Reverse engineering : What we need to know as a DBA ?

“Reverse engineering, also called back engineering, is the processes of extracting knowledge or design information from anything man-made and re-producing it or re-producing anything based on the extracted information” Ref wikipedia

There are many purpose for reverse engineering such discovering software bug,security auditing, removal of copy protection,improving documentation shortcomings,learning purposes,etc. But why is this important to us ?

There are many situation where a basic background knowledge in reverse engineering may reveal to be very useful.The utilization of  Dynamic tracing tools for performance troubleshooting and analyzing application internal, which  is becoming more  widespread these days, is one of them. In fact, many applications like oracle database are delivered without source code or any debugging information which will make identification of function meaning ,arguments value,type and number,return value and other things much more difficult. This later information are needed  in case we want to extend the oracle instrumentation or understand the application behavior using a systemtap scripts for example .

In this post i will try to cover some basic things that may reveal important in many situation :

I will be using a simple C program as example

Test system : Linux X86_64 OEL6

ELF standard (Executable and Linking Format) :

A standard file format must be used when generating an executable/library such that it will be recognized and managed by the operating system(how to load the file in memory,where to look for the code/data,which shared library need to be loaded,etc). ELF was chosen as the standard binary file format for Unix and Unix-like systems on x86 .

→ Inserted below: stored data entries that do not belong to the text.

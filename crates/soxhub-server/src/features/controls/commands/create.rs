//! Create control command
//!
//! Inserts a new control and appends a creation entry to its version
//! history in the same transaction.

use mediator::Request;
use serde::{Deserialize, Serialize};
use sqlx::PgPool;
use uuid::Uuid;

use crate::features::controls::changes::snapshot;
use crate::features::controls::models::{ControlRecord, ControlResponse, CONTROL_COLUMNS};
use crate::features::shared::validation::{
    validate_code, validate_name, CodeValidationError, NameValidationError, CODE_MAX_LENGTH,
    NAME_MAX_LENGTH,
};
use crate::history::{append_entry, NewVersionEntry};
use soxhub_common::types::{ControlFrequency, ControlStatus, ControlType};

/// Command to create a new control
#[derive(Debug, Clone, Serialize, Deserialize)]
pub struct CreateControlCommand {
    /// Unique control code, e.g. "FIN-001"
    pub code: String,

    /// Display name of the control
    pub name: String,

    #[serde(default)]
    pub description: String,

    /// Optional owning user
    #[serde(skip_serializing_if = "Option::is_none")]
    pub owner_id: Option<Uuid>,

    /// Execution frequency, e.g. "monthly"
    pub frequency: String,

    /// "preventive" or "detective"
    pub control_type: String,

    /// Initial lifecycle status; defaults to "draft"
    #[serde(skip_serializing_if = "Option::is_none")]
    pub status: Option<String>,

    #[serde(default)]
    pub related_risks: Vec<String>,

    #[serde(default)]
    pub test_procedures: String,

    #[serde(default)]
    pub evidence_requirements: String,

    /// Acting user, taken from the request headers rather than the body
    #[serde(skip)]
    pub actor_id: Option<Uuid>,
}

/// Errors that can occur when creating a control
#[derive(Debug, thiserror::Error)]
pub enum CreateControlError {
    #[error("Code validation failed: {0}")]
    CodeValidation(#[from] CodeValidationError),

    #[error("Name validation failed: {0}")]
    NameValidation(#[from] NameValidationError),

    #[error("Invalid frequency '{0}'")]
    InvalidFrequency(String),

    #[error("Invalid control type '{0}'")]
    InvalidControlType(String),

    #[error("Invalid status '{0}'")]
    InvalidStatus(String),

    #[error("Control with code '{0}' already exists")]
    DuplicateCode(String),

    #[error("Owner '{0}' does not exist")]
    OwnerNotFound(Uuid),

    #[error("Database error: {0}")]
    Database(#[from] sqlx::Error),
}

impl Request<Result<ControlResponse, CreateControlError>> for CreateControlCommand {}

impl crate::cqrs::middleware::Command for CreateControlCommand {}

impl CreateControlCommand {
    /// Validates the command parameters
    ///
    /// # Errors
    ///
    /// - Code must be 1-32 characters of uppercase letters, digits and
    ///   hyphens, with no leading or trailing hyphen
    /// - Name must be 1-256 characters
    /// - Frequency, control type and status must be known values
    #[tracing::instrument(skip(self), fields(code = %self.code, name = %self.name))]
    pub fn validate(&self) -> Result<(), CreateControlError> {
        validate_code(&self.code, CODE_MAX_LENGTH)?;
        validate_name(&self.name, NAME_MAX_LENGTH)?;

        self.frequency
            .parse::<ControlFrequency>()
            .map_err(|_| CreateControlError::InvalidFrequency(self.frequency.clone()))?;
        self.control_type
            .parse::<ControlType>()
            .map_err(|_| CreateControlError::InvalidControlType(self.control_type.clone()))?;
        if let Some(status) = &self.status {
            status
                .parse::<ControlStatus>()
                .map_err(|_| CreateControlError::InvalidStatus(status.clone()))?;
        }

        tracing::debug!("Command validation passed");
        Ok(())
    }
}

/// Handler function for creating controls
///
/// Inserts the control and its creation history entry in one transaction.
///
/// # Errors
///
/// - Validation errors if command parameters are invalid
/// - Duplicate error if a control with the same code exists
/// - Owner error if `owner_id` references no user
#[tracing::instrument(
    skip(pool, command),
    fields(code = %command.code, name = %command.name)
)]
pub async fn handle(
    pool: PgPool,
    command: CreateControlCommand,
) -> Result<ControlResponse, CreateControlError> {
    command.validate()?;

    tracing::info!("Creating control");

    let status = command.status.as_deref().unwrap_or("draft");

    let mut tx = pool.begin().await?;

    let sql = format!(
        r#"
        INSERT INTO controls (
            code, name, description, owner_id, frequency, control_type,
            status, related_risks, test_procedures, evidence_requirements
        )
        VALUES ($1, $2, $3, $4, $5, $6, $7, $8, $9, $10)
        RETURNING {}
        "#,
        CONTROL_COLUMNS
    );

    let control = sqlx::query_as::<_, ControlRecord>(&sql)
        .bind(&command.code)
        .bind(&command.name)
        .bind(&command.description)
        .bind(command.owner_id)
        .bind(&command.frequency)
        .bind(&command.control_type)
        .bind(status)
        .bind(&command.related_risks)
        .bind(&command.test_procedures)
        .bind(&command.evidence_requirements)
        .fetch_one(&mut *tx)
        .await
        .map_err(|e| {
            if let sqlx::Error::Database(ref db_err) = e {
                if db_err.is_unique_violation() {
                    return CreateControlError::DuplicateCode(command.code.clone());
                }
                if db_err.is_foreign_key_violation() {
                    if let Some(owner_id) = command.owner_id {
                        return CreateControlError::OwnerNotFound(owner_id);
                    }
                }
            }
            CreateControlError::Database(e)
        })?;

    let entry = NewVersionEntry::builder(control.id)
        .changed_by(command.actor_id)
        .summary("Created")
        .new_values(serde_json::Value::Object(snapshot(&control)))
        .build();
    append_entry(&mut *tx, entry).await?;

    tx.commit().await?;

    tracing::info!(
        control_id = %control.id,
        control_code = %control.code,
        "Control created successfully"
    );

    Ok(ControlResponse::from(control))
}

#[cfg(test)]
mod tests {
    use super::*;
    use crate::features::shared::test_helpers::TestUser;
    use crate::history::get_control_history;

    fn valid_command() -> CreateControlCommand {
        CreateControlCommand {
            code: "FIN-001".to_string(),
            name: "Bank reconciliation".to_string(),
            description: "Monthly reconciliation of bank accounts".to_string(),
            owner_id: None,
            frequency: "monthly".to_string(),
            control_type: "preventive".to_string(),
            status: Some("active".to_string()),
            related_risks: vec!["R-01".to_string()],
            test_procedures: String::new(),
            evidence_requirements: String::new(),
            actor_id: None,
        }
    }

    #[test]
    fn test_validation_success() {
        assert!(valid_command().validate().is_ok());
    }

    #[test]
    fn test_validation_rejects_lowercase_code() {
        let mut cmd = valid_command();
        cmd.code = "fin-001".to_string();
        assert!(matches!(
            cmd.validate(),
            Err(CreateControlError::CodeValidation(_))
        ));
    }

    #[test]
    fn test_validation_rejects_empty_name() {
        let mut cmd = valid_command();
        cmd.name = "   ".to_string();
        assert!(matches!(
            cmd.validate(),
            Err(CreateControlError::NameValidation(_))
        ));
    }

    #[test]
    fn test_validation_rejects_unknown_frequency() {
        let mut cmd = valid_command();
        cmd.frequency = "hourly".to_string();
        assert!(matches!(
            cmd.validate(),
            Err(CreateControlError::InvalidFrequency(_))
        ));
    }

    #[test]
    fn test_validation_rejects_unknown_control_type() {
        let mut cmd = valid_command();
        cmd.control_type = "corrective".to_string();
        assert!(matches!(
            cmd.validate(),
            Err(CreateControlError::InvalidControlType(_))
        ));
    }

    #[test]
    fn test_validation_rejects_unknown_status() {
        let mut cmd = valid_command();
        cmd.status = Some("archived".to_string());
        assert!(matches!(
            cmd.validate(),
            Err(CreateControlError::InvalidStatus(_))
        ));
    }

    #[sqlx::test(migrations = "../../migrations")]
    async fn test_handle_creates_control_with_history(pool: PgPool) -> sqlx::Result<()> {
        let admin = TestUser::admin("admin@example.com").insert(&pool).await?;

        let mut cmd = valid_command();
        cmd.actor_id = Some(admin.id);

        let response = handle(pool.clone(), cmd)
            .await
            .map_err(|e| sqlx::Error::Protocol(e.to_string()))?;

        assert_eq!(response.code, "FIN-001");
        assert_eq!(response.status, "active");

        let history = get_control_history(&pool, response.id, None)
            .await
            .map_err(|_| sqlx::Error::RowNotFound)?;
        assert_eq!(history.len(), 1);
        assert_eq!(history[0].summary, "Created");
        assert_eq!(history[0].changed_by, Some(admin.id));
        assert_eq!(history[0].previous_values, serde_json::json!({}));
        assert_eq!(history[0].new_values["code"], "FIN-001");

        Ok(())
    }

    #[sqlx::test(migrations = "../../migrations")]
    async fn test_handle_defaults_status_to_draft(pool: PgPool) -> sqlx::Result<()> {
        let mut cmd = valid_command();
        cmd.status = None;

        let response = handle(pool.clone(), cmd)
            .await
            .map_err(|e| sqlx::Error::Protocol(e.to_string()))?;

        assert_eq!(response.status, "draft");

        Ok(())
    }

    #[sqlx::test(migrations = "../../migrations")]
    async fn test_handle_duplicate_code(pool: PgPool) -> sqlx::Result<()> {
        handle(pool.clone(), valid_command())
            .await
            .map_err(|e| sqlx::Error::Protocol(e.to_string()))?;

        let mut second = valid_command();
        second.name = "Another control".to_string();
        let result = handle(pool.clone(), second).await;

        assert!(matches!(result, Err(CreateControlError::DuplicateCode(_))));

        Ok(())
    }

    #[sqlx::test(migrations = "../../migrations")]
    async fn test_handle_unknown_owner(pool: PgPool) -> sqlx::Result<()> {
        let mut cmd = valid_command();
        cmd.owner_id = Some(Uuid::new_v4());

        let result = handle(pool.clone(), cmd).await;

        assert!(matches!(result, Err(CreateControlError::OwnerNotFound(_))));

        Ok(())
    }
}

There are three main types of object files :

  • Relocatable file : Holds code and data suitable for linking with other object files to create an executable or a shared object file.
  • Executable file  :Holds a program suitable for execution.
  • Shared object file :  Holds code and data suitable for linking  it two context
  1. The link editor may process it with other relocatable and shared shared object file to create another object file.
  2. The dynamic linker combines it with an executable file and other shared objects to create a process image.

ELF format specifies two views of an ELF file :

  • Sections contain important data for linking and relocation (.text – executables code/.data – initialized variables/.bss – non-initialized variables/etc)
  • Segments contain information that is necessary for runtime execution.During loading into the memory, sections are combined into segments so that one or more sections map to a segment in the executable.

capture-02

Time for a little example :

Creating a shared library using position independent code as it’s required on 64bit architecture.

lib_add.c


int add_value(int a,int b ,int c,int d,int e,int f,int g)
{
int x=9;
return a+b+c+d+e+f+g+x;
}

gcc -g -fPIC -shared -o lib_add.so lib_add.c

main_add.c

#include <stdio.h>

int add_value(int a,int b ,int c,int d,int e,int f,int g);
int global_var=8;
static int add_value2(int a,int b)
{
return a+b;
}

int main()
{
printf ("%d\n", add_value(1,2,3,4,5,6,7));
printf ("%d\n", add_value2(1,2));
printf ("%d\n", global_var);
return 0;
};

gcc -g -o main_add  main_add.c -L. -l_add

Let’s take a look a the ELF header using the readelf utility :

capture-07

There is a lot of information that we can extract from the above  ELF header.The main_add executable  file is composed of 37 sections (Number of section headers) and 8 segments (Number of program headers) .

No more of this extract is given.